Count the lines in the entries that contain "GifEncoder". Say the number and nothing more.

(Data excerpts)
•••
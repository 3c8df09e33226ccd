//! deltagif - Animated GIF encoder with delta-frame transparency
//!
//! This crate writes GIF89a animations from paletted (or RGBA) frames. Each
//! frame is compared with the image already on screen, and pixels that did
//! not change are written as transparent so the decoder keeps the old pixel.
//! The resulting index stream is LZW-compressed and packed into the
//! container's 255-byte data sub-blocks.
//!
//! # Features
//!
//! - Delta encoding against the previously emitted frame
//! - GIF-compatible variable-width LZW with automatic dictionary resets
//! - One shared global palette, index 0 reserved for transparency
//! - Looping animation extension
//! - Streaming output to any `Write` sink
//!
//! # Example
//!
//! ```no_run
//! use deltagif::{GifEncoder, Palette};
//! use std::fs::File;
//!
//! let palette = Palette::new(2, &[[0, 0, 0], [255, 0, 0], [0, 255, 0], [0, 0, 255]])?;
//! let file = File::create("animation.gif")?;
//!
//! let mut encoder = GifEncoder::begin(file, 2, 2, 10, &palette)?;
//! encoder.write_frame(&[1, 2, 3, 1], 2, 2, 10)?;
//! encoder.write_frame(&[1, 2, 3, 2], 2, 2, 10)?;
//! encoder.end()?;
//! # Ok::<(), Box<dyn std::error::Error>>(())
//! ```
//!
//! # Example - In-memory encoding
//!
//! ```
//! use deltagif::{encode_indexed_frames, Palette};
//!
//! let palette = Palette::new(1, &[[0, 0, 0], [255, 255, 255]])?;
//! let gif = encode_indexed_frames(4, 1, 0, &palette, &[[1u8, 1, 1, 1]])?;
//! assert_eq!(&gif[..6], b"GIF89a");
//! # Ok::<(), deltagif::GifError>(())
//! ```

#![warn(missing_docs)]
#![warn(missing_debug_implementations)]

// Public modules
pub mod common;
pub mod encode;
pub mod error;
pub mod palette;
pub mod quantize;

// Re-export commonly used types
pub use common::{
    EncoderOptions, EncoderStats, GifError, Result, MAX_BLOCK_SIZE, MAX_CODE, MAX_CODE_SIZE,
    TRANSPARENT_INDEX,
};
pub use encode::{
    delta_encode, encode_indexed_frames, DeltaFrame, GifEncoder, LzwCompressor, LzwStats,
};
pub use palette::Palette;
pub use quantize::{NearestColor, Quantizer};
•••
The completed task: 3